# Zastava Webhook Guild Charter

## Mission
Operate the Kubernetes admission webhook enforcing image/SBOM/attestation policies using data from Scanner, Policy Engine, and Surface caches. The webhook must provide deterministic verdicts, integrate with Surface libraries, and remain offline/air-gap compatible.

## Scope
- Admission controller code under `StellaOps.Zastava.Webhook`.
- Request validation, response generation, and audit logging.
- Integration with Surface.FS/Env/Secrets/Validation and Authority scopes.
- Helm/Compose configuration samples and compatibility with sealed environments.

## Required Reading
- `docs/modules/zastava/architecture.md`
- `docs/modules/scanner/design/surface-fs.md`
- `docs/modules/scanner/design/surface-env.md`
- `docs/modules/scanner/design/surface-secrets.md`
- `docs/modules/scanner/design/surface-validation.md`
- `docs/modules/scanner/architecture.md` (runtime posture/admission sections)
- `docs/modules/policy/architecture.md`
- `docs/modules/airgap/airgap-mode.md`
- `docs/modules/devops/runbooks/zastava-deployment.md`

## Working Agreement
1. **Task state**: update corresponding sprint file `docs/implplan/SPRINT_*.md` and local `TASKS.md` to `DOING`/`DONE` as you start or complete work.
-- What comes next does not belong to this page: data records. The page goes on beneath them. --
#[cfg(test)]
mod tests {
    use super::*;
    use crate::db::ProductRecord;
    use crate::error::StoreError;
    use std::collections::HashMap;
    use std::path::Path;
    use std::sync::atomic::{AtomicUsize, Ordering};
    use std::sync::Arc;
    use tokio::io::{AsyncReadExt, AsyncWriteExt};
    use tokio::net::TcpListener;

    /// Records every call instead of writing anywhere.
    #[derive(Default)]
    struct CountingStore {
        calls: Vec<ProductRecord>,
        fail_on: Option<&'static str>,
    }

    impl ProductStore for CountingStore {
        fn upsert(&mut self, record: &ProductRecord) -> Result<UpsertOutcome, StoreError> {
            self.calls.push(record.clone());
            if record.asin.as_deref() == self.fail_on {
                return Err(StoreError::Sqlite(rusqlite::Error::QueryReturnedNoRows));
            }
            Ok(UpsertOutcome::Inserted)
        }
    }

    fn fixture(name: &str) -> Html {
        let html = std::fs::read_to_string(format!("tests/fixtures/{}.html", name)).unwrap();
        Html::parse_document(&html)
    }

    fn ctx() -> PageContext<'static> {
        PageContext {
            wishlist_name: "Birthday Ideas",
            page_url: None,
            affiliate_tag: "prographer-20",
        }
    }

    #[test]
    fn records_without_asin_never_reach_the_store() {
        let doc = fixture("wishlist_page");
        let mut store = CountingStore::default();
        let summary = process_page(&doc.root_element(), &ctx(), &mut store).unwrap();

        assert_eq!(store.calls.len(), 2);
        assert!(store.calls.iter().all(|r| r.asin.is_some()));
        assert_eq!(
            summary,
            PageSummary {
                items: 3,
                inserted: 2,
                updated: 0,
                skipped: 1,
                failed: 0
            }
        );
    }

    #[test]
    fn store_failure_does_not_stop_the_page() {
        let doc = fixture("wishlist_page");
        let mut store = CountingStore {
            fail_on: Some("B0FULL0001"),
            ..Default::default()
        };
        let summary = process_page(&doc.root_element(), &ctx(), &mut store).unwrap();

        assert_eq!(store.calls.len(), 2);
        assert_eq!(summary.failed, 1);
        assert_eq!(summary.inserted, 1);
    }

    #[test]
    fn count_mismatch_halts_without_writing() {
        let doc = fixture("mismatched_page");
        let mut store = CountingStore::default();
        let err = process_page(&doc.root_element(), &ctx(), &mut store).unwrap_err();

        assert_eq!(err, PageError::CountMismatch { titles: 3, details: 2 });
        assert!(store.calls.is_empty());
    }

    #[test]
    fn sqlite_store_end_to_end() {
        use crate::db::{fetch_history, fetch_product, init_schema, SqliteStore};

        let conn = rusqlite::Connection::open_in_memory().unwrap();
        init_schema(&conn).unwrap();
        let mut store = SqliteStore::new(conn);
        let doc = fixture("wishlist_page");

        let first = process_page(&doc.root_element(), &ctx(), &mut store).unwrap();
        let second = process_page(&doc.root_element(), &ctx(), &mut store).unwrap();
        assert_eq!(first.inserted, 2);
        assert_eq!(second.updated, 2);

        let current = fetch_product(store.conn(), "B0SPARSE02").unwrap().unwrap();
        assert_eq!(current.price, 19.99);
        assert_eq!(fetch_history(store.conn(), "B0SPARSE02").unwrap().len(), 1);
    }

    // ── Pagination ──

    const LIST: &str = "/hz/wishlist/ls/ABC";
    const PAGE_TWO: &str = "/hz/wishlist/ls/ABC?page=2";

    const LAST_PAGE: &str = r#"<html><body>
        <span id="profile-list-name">Birthday Ideas</span>
        <ul><li class="g-item-sortable" data-price="30.00">
          <h2 class="a-size-base"><a class="a-link-normal" title="Tea Kettle" href="/Tea-Kettle/dp/B0PAGE0002/">Tea Kettle</a></h2>
        </li></ul>
        <ul class="a-pagination"><li class="a-disabled a-last">Next</li></ul>
        </body></html>"#;

    const CHALLENGE_PAGE: &str = r#"<html><body>
        <form action="/errors/validateCaptcha"><input name="field-keywords"></form>
        </body></html>"#;

    /// Counts how often the run stopped for the operator.
    #[derive(Default)]
    struct CountingGate {
        waits: usize,
    }

    impl OperatorGate for CountingGate {
        async fn wait(&mut self, _prompt: &str) -> anyhow::Result<()> {
            self.waits += 1;
            Ok(())
        }
    }

    fn settings(dir: &Path) -> Settings {
        Settings {
            db_path: dir.join("db.sqlite"),
            urls_file: dir.join("urls.txt"),
            session_file: dir.join("cookies.json"),
            affiliate_tag: "prographer-20".into(),
            retries: 1,
            retry_delay_secs: 0,
            page_timeout_secs: 5,
            page_delay_secs: 0,
            user_agent: "test-agent".into(),
        }
    }

    fn page(name: &str) -> String {
        std::fs::read_to_string(format!("tests/fixtures/{}.html", name)).unwrap()
    }

    /// Serve fixed bodies by request target; anything else is a 404.
    /// Returns the site origin and a request counter.
    async fn serve_site(pages: Vec<(&'static str, String)>) -> (Url, Arc<AtomicUsize>) {
        let listener = TcpListener::bind("127.0.0.1:0").await.unwrap();
        let origin = Url::parse(&format!("http://{}/", listener.local_addr().unwrap())).unwrap();
        let pages: HashMap<&str, String> = pages.into_iter().collect();
        let hits = Arc::new(AtomicUsize::new(0));
        let counter = Arc::clone(&hits);

        tokio::spawn(async move {
            while let Ok((mut socket, _)) = listener.accept().await {
                let mut buf = vec![0u8; 8192];
                let n = socket.read(&mut buf).await.unwrap_or(0);
                let request = String::from_utf8_lossy(&buf[..n]).to_string();
                let target = request.split_whitespace().nth(1).unwrap_or("/");
                counter.fetch_add(1, Ordering::SeqCst);

                let response = match pages.get(target) {
                    Some(body) => format!(
                        "HTTP/1.1 200 OK\r\nContent-Type: text/html\r\nContent-Length: {}\r\nConnection: close\r\n\r\n{}",
                        body.len(),
                        body
                    ),
                    None => "HTTP/1.1 404 Not Found\r\nContent-Length: 0\r\nConnection: close\r\n\r\n"
                        .to_string(),
                };
                let _ = socket.write_all(response.as_bytes()).await;
                let _ = socket.shutdown().await;
            }
        });
        (origin, hits)
    }

    async fn scrape(
        origin: &Url,
        start: &str,
        pause: bool,
    ) -> (WishlistSummary, CountingStore, CountingGate) {
        let dir = tempfile::tempdir().unwrap();
        let settings = settings(dir.path());
        let mut session = Session::new(&settings).unwrap();
        let mut store = CountingStore::default();
        let mut gate = CountingGate::default();
        let address = origin.join(start).unwrap().to_string();
        let summary = scrape_wishlist(&mut session, &mut store, &mut gate, &settings, &address, pause)
            .await
            .unwrap();
        (summary, store, gate)
    }

    #[tokio::test]
    async fn follows_next_link_to_the_last_page() {
        let (origin, _) = serve_site(vec![
            (LIST, page("wishlist_page")),
            (PAGE_TWO, LAST_PAGE.to_string()),
        ])
        .await;
        let (summary, store, gate) = scrape(&origin, LIST, false).await;

        assert!(summary.complete);
        assert_eq!(summary.name, "Birthday Ideas");
        assert_eq!(summary.pages, 2);
        assert_eq!(summary.totals.items, 4);
        assert_eq!(store.calls.len(), 3);
        assert_eq!(store.calls[2].asin.as_deref(), Some("B0PAGE0002"));
        assert_eq!(gate.waits, 0);
    }

    #[tokio::test]
    async fn count_mismatch_on_later_page_is_incomplete() {
        let (origin, _) = serve_site(vec![
            (LIST, page("wishlist_page")),
            (PAGE_TWO, page("mismatched_page")),
        ])
        .await;
        let (summary, store, _) = scrape(&origin, LIST, false).await;

        assert!(!summary.complete);
        assert_eq!(summary.pages, 2);
        assert_eq!(store.calls.len(), 2);
    }

    #[tokio::test]
    async fn failed_page_load_is_incomplete() {
        let (origin, _) = serve_site(vec![(LIST, page("wishlist_page"))]).await;
        let (summary, store, _) = scrape(&origin, LIST, false).await;

        assert!(!summary.complete);
        assert_eq!(summary.pages, 1);
        assert_eq!(store.calls.len(), 2);
    }

    #[tokio::test]
    async fn self_referencing_next_link_stops() {
        // the fixture's next link is "?page=2", so starting there points back at itself
        let (origin, hits) = serve_site(vec![(PAGE_TWO, page("wishlist_page"))]).await;
        let (summary, _, _) = scrape(&origin, PAGE_TWO, false).await;

        assert!(summary.complete);
        assert_eq!(summary.pages, 1);
        assert_eq!(hits.load(Ordering::SeqCst), 1);
    }

    #[tokio::test]
    async fn pause_reloads_the_first_page_after_the_gate() {
        let (origin, hits) = serve_site(vec![(PAGE_TWO, page("wishlist_page"))]).await;
        let (summary, store, gate) = scrape(&origin, PAGE_TWO, true).await;

        assert_eq!(gate.waits, 1);
        assert_eq!(hits.load(Ordering::SeqCst), 2);
        assert!(summary.complete);
        assert_eq!(store.calls.len(), 2);
    }

    #[tokio::test]
    async fn persistent_bot_check_is_never_complete() {
        let (origin, hits) = serve_site(vec![(LIST, CHALLENGE_PAGE.to_string())]).await;
        let (summary, store, gate) = scrape(&origin, LIST, false).await;

        assert!(!summary.complete);
        assert_eq!(summary.pages, 0);
        assert_eq!(gate.waits, 1);
        assert_eq!(hits.load(Ordering::SeqCst), 2);
        assert!(store.calls.is_empty());
    }

    #[tokio::test]
    async fn bot_check_on_later_page_is_incomplete() {
        let (origin, _) = serve_site(vec![
            (LIST, page("wishlist_page")),
            (PAGE_TWO, CHALLENGE_PAGE.to_string()),
        ])
        .await;
        let (summary, _, gate) = scrape(&origin, LIST, false).await;

        assert!(!summary.complete);
        assert_eq!(summary.pages, 2);
        assert_eq!(gate.waits, 0);
    }

    #[tokio::test]
    async fn empty_page_ends_the_list() {
        let empty = "<html><body><span id=\"profile-list-name\">Birthday Ideas</span></body></html>";
        let (origin, _) = serve_site(vec![(LIST, empty.to_string())]).await;
        let (summary, store, _) = scrape(&origin, LIST, false).await;

        assert!(summary.complete);
        assert_eq!(summary.pages, 1);
        assert!(store.calls.is_empty());
    }
}
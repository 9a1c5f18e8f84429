use crate::parser::dom::Node;

#[derive(Debug, Default, PartialEq)]
pub struct Variants {
    pub pattern: Option<String>,
    pub style: Option<String>,
}

/// Pattern and style from the variation ("twister") lines of an item.
/// Every labelled line replaces the earlier value; one without a `:` value
/// clears it.
pub fn pattern_and_style<N: Node>(details: &N) -> Variants {
    let mut found = Variants::default();
    for node in details.find_all(r#"span[id^="twisterText"]"#) {
        let text = node.inner_text();
        if text.contains("Pattern Name") {
            found.pattern = trailing_value(&text);
        }
        if text.contains("Style") {
            found.style = trailing_value(&text);
        }
    }
    found
}

/// Last `:`-separated segment of a labelled line.
fn trailing_value(text: &str) -> Option<String> {
    let (_, value) = text.rsplit_once(':')?;
    let value = value.trim();
    if value.is_empty() {
        None
    } else {
        Some(value.to_string())
    }
}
2. **Surface usage**: fetch cache manifests via Surface.FS, configuration via Surface.Env, secrets via Surface.Secrets; run validators before enforcing policies.
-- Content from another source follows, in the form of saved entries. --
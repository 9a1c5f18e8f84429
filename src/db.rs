use std::path::Path;

use anyhow::{Context, Result};
use chrono::{DateTime, NaiveDate, SecondsFormat, Utc};
use rusqlite::{params, Connection, OptionalExtension, Row, Transaction};
use tracing::info;

use crate::error::StoreError;

pub fn connect(path: &Path) -> Result<Connection> {
    if let Some(dir) = path.parent().filter(|d| !d.as_os_str().is_empty()) {
        std::fs::create_dir_all(dir)
            .with_context(|| format!("Failed to create {:?}", dir))?;
    }
    let conn = Connection::open(path).with_context(|| format!("Failed to open {:?}", path))?;
    conn.execute_batch("PRAGMA journal_mode=WAL;")?;
    Ok(conn)
}

pub fn init_schema(conn: &Connection) -> Result<()> {
    conn.execute_batch(
        "
        CREATE TABLE IF NOT EXISTS product_data (
            asin               TEXT PRIMARY KEY,
            title              TEXT NOT NULL,
            price              REAL NOT NULL DEFAULT 0,
            stock_status       TEXT NOT NULL,
            date_added         TEXT,
            product_link       TEXT NOT NULL,
            affiliate_link     TEXT,
            image_url          TEXT,
            reviews            INTEGER NOT NULL DEFAULT 0,
            stars              REAL,
            pattern            TEXT NOT NULL,
            style              TEXT NOT NULL,
            subtitle           TEXT NOT NULL,
            price_added        REAL NOT NULL DEFAULT 0,
            price_drop_percent REAL NOT NULL DEFAULT 0,
            needs_product      INTEGER NOT NULL DEFAULT 0,
            has_product        INTEGER NOT NULL DEFAULT 0,
            wishlist_name      TEXT NOT NULL
        );
        CREATE INDEX IF NOT EXISTS idx_product_wishlist ON product_data(wishlist_name);

        -- Pre-update images of product_data rows, one per overwrite.
        CREATE TABLE IF NOT EXISTS product_data_history (
            id                 INTEGER PRIMARY KEY,
            asin               TEXT NOT NULL,
            title              TEXT NOT NULL,
            price              REAL NOT NULL DEFAULT 0,
            stock_status       TEXT NOT NULL,
            date_added         TEXT,
            product_link       TEXT NOT NULL,
            affiliate_link     TEXT,
            image_url          TEXT,
            reviews            INTEGER NOT NULL DEFAULT 0,
            stars              REAL,
            pattern            TEXT NOT NULL,
            style              TEXT NOT NULL,
            subtitle           TEXT NOT NULL,
            price_added        REAL NOT NULL DEFAULT 0,
            price_drop_percent REAL NOT NULL DEFAULT 0,
            needs_product      INTEGER NOT NULL DEFAULT 0,
            has_product        INTEGER NOT NULL DEFAULT 0,
            wishlist_name      TEXT NOT NULL,
            updated_at         TEXT NOT NULL
        );
        CREATE INDEX IF NOT EXISTS idx_history_asin ON product_data_history(asin);
        ",
    )?;
    Ok(())
}

// ── Products ──

/// One wishlist item as extracted from a page and as stored in `product_data`.
#[derive(Debug, Clone, PartialEq)]
pub struct ProductRecord {
    pub asin: Option<String>,
    pub title: String,
    pub subtitle: String,
    pub price: f64,
    pub price_added: f64,
    pub price_drop_percent: f64,
    pub stock_status: String,
    pub reviews: u32,
    pub needs_product: u32,
    pub has_product: u32,
    pub stars: Option<f64>,
    pub date_added: Option<NaiveDate>,
    pub image_url: Option<String>,
    pub product_link: String,
    pub affiliate_link: Option<String>,
    pub pattern: String,
    pub style: String,
    pub wishlist_name: String,
}

const COLUMNS: &str = "asin, title, price, stock_status, date_added, product_link, \
     affiliate_link, image_url, reviews, stars, pattern, style, subtitle, \
     price_added, price_drop_percent, needs_product, has_product, wishlist_name";

fn record_from_row(row: &Row<'_>) -> rusqlite::Result<ProductRecord> {
    Ok(ProductRecord {
        asin: row.get(0)?,
        title: row.get(1)?,
        price: row.get(2)?,
        stock_status: row.get(3)?,
        date_added: row.get(4)?,
        product_link: row.get(5)?,
        affiliate_link: row.get(6)?,
        image_url: row.get(7)?,
        reviews: row.get(8)?,
        stars: row.get(9)?,
        pattern: row.get(10)?,
        style: row.get(11)?,
        subtitle: row.get(12)?,
        price_added: row.get(13)?,
        price_drop_percent: row.get(14)?,
        needs_product: row.get(15)?,
        has_product: row.get(16)?,
        wishlist_name: row.get(17)?,
    })
}

#[derive(Debug, Clone, Copy, PartialEq, Eq)]
pub enum UpsertOutcome {
    /// No ASIN; nothing written.
    Skipped,
    /// First sighting of the ASIN; no history row.
    Inserted,
    /// Existing row overwritten; its previous values went to history.
    Updated,
}

/// Write `record` as the current state of its ASIN and, if a row already
/// existed, append that row's previous values to the history table.
///
/// Runs inside the caller's transaction; the caller commits.
pub fn upsert_product(
    tx: &Transaction<'_>,
    record: &ProductRecord,
    now: DateTime<Utc>,
) -> rusqlite::Result<UpsertOutcome> {
    let Some(asin) = record.asin.as_deref() else {
        info!("Invalid ASIN: skipping product update.");
        return Ok(UpsertOutcome::Skipped);
    };

    let previous = fetch_product(tx, asin)?;

    tx.execute(
        &format!(
            "INSERT INTO product_data ({COLUMNS})
             VALUES (?1,?2,?3,?4,?5,?6,?7,?8,?9,?10,?11,?12,?13,?14,?15,?16,?17,?18)
             ON CONFLICT(asin) DO UPDATE SET
                title = excluded.title,
                price = excluded.price,
                stock_status = excluded.stock_status,
                date_added = excluded.date_added,
                product_link = excluded.product_link,
                affiliate_link = excluded.affiliate_link,
                image_url = excluded.image_url,
                reviews = excluded.reviews,
                stars = excluded.stars,
                pattern = excluded.pattern,
                style = excluded.style,
                subtitle = excluded.subtitle,
                price_added = excluded.price_added,
                price_drop_percent = excluded.price_drop_percent,
                needs_product = excluded.needs_product,
                has_product = excluded.has_product,
                wishlist_name = excluded.wishlist_name"
        ),
        params![
            asin,
            record.title,
            record.price,
            record.stock_status,
            record.date_added,
            record.product_link,
            record.affiliate_link,
            record.image_url,
            record.reviews,
            record.stars,
            record.pattern,
            record.style,
            record.subtitle,
            record.price_added,
            record.price_drop_percent,
            record.needs_product,
            record.has_product,
            record.wishlist_name,
        ],
    )?;

    let Some(old) = previous else {
        info!("Product {} added without any old data.", asin);
        return Ok(UpsertOutcome::Inserted);
    };

    tx.execute(
        &format!(
            "INSERT INTO product_data_history ({COLUMNS}, updated_at)
             VALUES (?1,?2,?3,?4,?5,?6,?7,?8,?9,?10,?11,?12,?13,?14,?15,?16,?17,?18,?19)"
        ),
        params![
            old.asin,
            old.title,
            old.price,
            old.stock_status,
            old.date_added,
            old.product_link,
            old.affiliate_link,
            old.image_url,
            old.reviews,
            old.stars,
            old.pattern,
            old.style,
            old.subtitle,
            old.price_added,
            old.price_drop_percent,
            old.needs_product,
            old.has_product,
            old.wishlist_name,
            now.to_rfc3339_opts(SecondsFormat::Millis, true),
        ],
    )?;
    info!("Product {} updated with old data moved to history.", asin);
    Ok(UpsertOutcome::Updated)
}

pub fn fetch_product(conn: &Connection, asin: &str) -> rusqlite::Result<Option<ProductRecord>> {
    conn.query_row(
        &format!("SELECT {COLUMNS} FROM product_data WHERE asin = ?1"),
        params![asin],
        record_from_row,
    )
    .optional()
}

pub fn fetch_products(
    conn: &Connection,
    wishlist: Option<&str>,
    limit: usize,
) -> Result<Vec<ProductRecord>> {
    let sql = format!(
        "SELECT {COLUMNS} FROM product_data
         WHERE ?1 IS NULL OR wishlist_name = ?1
         ORDER BY wishlist_name, title
         LIMIT {}",
        limit
    );
    let mut stmt = conn.prepare(&sql)?;
    let rows = stmt
        .query_map(params![wishlist], record_from_row)?
        .collect::<Result<Vec<_>, _>>()?;
    Ok(rows)
}

// ── History ──

pub struct HistoryRow {
    pub record: ProductRecord,
    pub updated_at: String,
}

/// History rows for one ASIN, oldest first.
pub fn fetch_history(conn: &Connection, asin: &str) -> Result<Vec<HistoryRow>> {
    let mut stmt = conn.prepare(&format!(
        "SELECT {COLUMNS}, updated_at FROM product_data_history
         WHERE asin = ?1
         ORDER BY id"
    ))?;
    let rows = stmt
        .query_map(params![asin], |row| {
            Ok(HistoryRow {
                record: record_from_row(row)?,
                updated_at: row.get(18)?,
            })
        })?
        .collect::<Result<Vec<_>, _>>()?;
    Ok(rows)
}

// ── Store seam ──

/// Where extracted records go. The page loop only talks to this.
pub trait ProductStore {
    fn upsert(&mut self, record: &ProductRecord) -> Result<UpsertOutcome, StoreError>;
}

pub struct SqliteStore {
    conn: Connection,
}

impl SqliteStore {
    pub fn new(conn: Connection) -> Self {
        SqliteStore { conn }
    }

    #[cfg(test)]
    pub fn conn(&self) -> &Connection {
        &self.conn
    }
}

impl ProductStore for SqliteStore {
    /// One transaction per record, committed before returning. On error the
    /// transaction is dropped and rolled back, leaving both tables untouched.
    fn upsert(&mut self, record: &ProductRecord) -> Result<UpsertOutcome, StoreError> {
        let tx = self.conn.transaction()?;
        let outcome = upsert_product(&tx, record, Utc::now())?;
        tx.commit()?;
        Ok(outcome)
    }
}

// ── Stats ──

pub struct Stats {
    pub products: usize,
    pub history: usize,
    pub wishlists: usize,
    pub price_drops: usize,
}

pub fn get_stats(conn: &Connection) -> Result<Stats> {
    let products: usize = conn.query_row("SELECT COUNT(*) FROM product_data", [], |r| r.get(0))?;
    let history: usize =
        conn.query_row("SELECT COUNT(*) FROM product_data_history", [], |r| r.get(0))?;
    let wishlists: usize = conn.query_row(
        "SELECT COUNT(DISTINCT wishlist_name) FROM product_data",
        [],
        |r| r.get(0),
    )?;
    let price_drops: usize = conn.query_row(
        "SELECT COUNT(*) FROM product_data WHERE price_drop_percent > 0",
        [],
        |r| r.get(0),
    )?;
    Ok(Stats {
        products,
        history,
        wishlists,
        price_drops,
    })
}

// ── Tests ──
3. **Deterministic verdicts**: avoid non-deterministic data in admission responses; include explain traces referencing evidence IDs.
4. **Security**: enforce mTLS, Authority OpTok scopes, and tenant context; audit all allow/deny decisions.
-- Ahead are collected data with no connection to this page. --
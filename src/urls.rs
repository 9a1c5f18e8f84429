use std::fs;
use std::path::Path;

use anyhow::{Context, Result};
use tracing::info;

const COMMENT: char = '#';

/// Addresses still to scrape: non-blank lines not starting with `#`.
pub fn pending_urls(path: &Path) -> Result<Vec<String>> {
    let text = fs::read_to_string(path).with_context(|| {
        format!(
            "'{}' not found or unreadable. Create a text file with one wishlist URL per line.",
            path.display()
        )
    })?;
    Ok(text
        .lines()
        .map(str::trim)
        .filter(|line| !line.is_empty() && !line.starts_with(COMMENT))
        .map(str::to_string)
        .collect())
}

/// Comment out `url` in the list so the next run skips it.
pub fn mark_scraped(path: &Path, url: &str) -> Result<()> {
    let text = fs::read_to_string(path)
        .with_context(|| format!("Could not read '{}' to mark URL", path.display()))?;

    let mut out = String::with_capacity(text.len() + 1);
    for line in text.lines() {
        if line.trim() == url {
            out.push(COMMENT);
            out.push_str(line.trim());
        } else {
            out.push_str(line);
        }
        out.push('\n');
    }

    fs::write(path, out).with_context(|| format!("Could not rewrite '{}'", path.display()))?;
    info!("Marked URL as scraped: {}", url);
    Ok(())
}
use url::Url;

use crate::parser::dom::Node;

pub const LINK_PLACEHOLDER: &str = "javascript:void(0)";
const ASIN_MARKER: &str = "dp/";
const ANCHOR_SELECTOR: &str = "a.a-link-normal";

pub struct Identity {
    pub asin: Option<String>,
    pub title: String,
    pub link: String,
}

impl Identity {
    fn missing() -> Self {
        Identity {
            asin: None,
            title: String::new(),
            link: LINK_PLACEHOLDER.to_string(),
        }
    }
}

/// ASIN, title and product link from the item heading's anchor.
pub fn identity<N: Node>(title_node: &N, page_url: Option<&Url>) -> Identity {
    let Some(anchor) = title_node.find(ANCHOR_SELECTOR) else {
        return Identity::missing();
    };
    let Some(href) = anchor.attr("href") else {
        return Identity::missing();
    };
    let link = resolve(&href, page_url);
    let Some(asin) = asin_from_link(&link) else {
        return Identity::missing();
    };
    let title = anchor
        .attr("title")
        .map(|t| t.trim().to_string())
        .unwrap_or_default();

    Identity {
        asin: Some(asin),
        title,
        link,
    }
}

/// The path segment following the last `dp/`.
pub fn asin_from_link(link: &str) -> Option<String> {
    let (_, rest) = link.rsplit_once(ASIN_MARKER)?;
    let asin = rest.split(['/', '?', '#']).next().unwrap_or("");
    if asin.is_empty() {
        None
    } else {
        Some(asin.to_string())
    }
}

pub fn affiliate_link(link: &str, tag: &str) -> String {
    let sep = if link.contains('?') { '&' } else { '?' };
    format!("{}{}linkCode=ll1&tag={}", link, sep, tag)
}

/// Maker/author line, with the leading "by " dropped.
pub fn subtitle<N: Node>(details: &N) -> Option<String> {
    let text = details.find(r#"span[id^="item-byline"]"#)?.inner_text();
    let text = text.strip_prefix("by ").unwrap_or(&text).trim();
    if text.is_empty() {
        None
    } else {
        Some(text.to_string())
    }
}

pub fn image_url<N: Node>(details: &N, page_url: Option<&Url>) -> Option<String> {
    let src = details.find("a.a-link-normal img")?.attr("src")?;
    let src = src.trim();
    if src.is_empty() {
        None
    } else {
        Some(resolve(src, page_url))
    }
}

fn resolve(href: &str, page_url: Option<&Url>) -> String {
    page_url
        .and_then(|base| base.join(href).ok())
        .map(|u| u.to_string())
        .unwrap_or_else(|| href.to_string())
}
5. **Offline posture**: operate without external egress; surface actionable errors when cache/attestation data is missing.
6. **Testing**: maintain unit/e2e tests (Kubernetes admission harness) covering pass/fail paths, error handling, and performance budgets.
7. **Documentation**: update deployment guides, operator runbooks, and onboarding docs when webhook behaviour or configuration changes.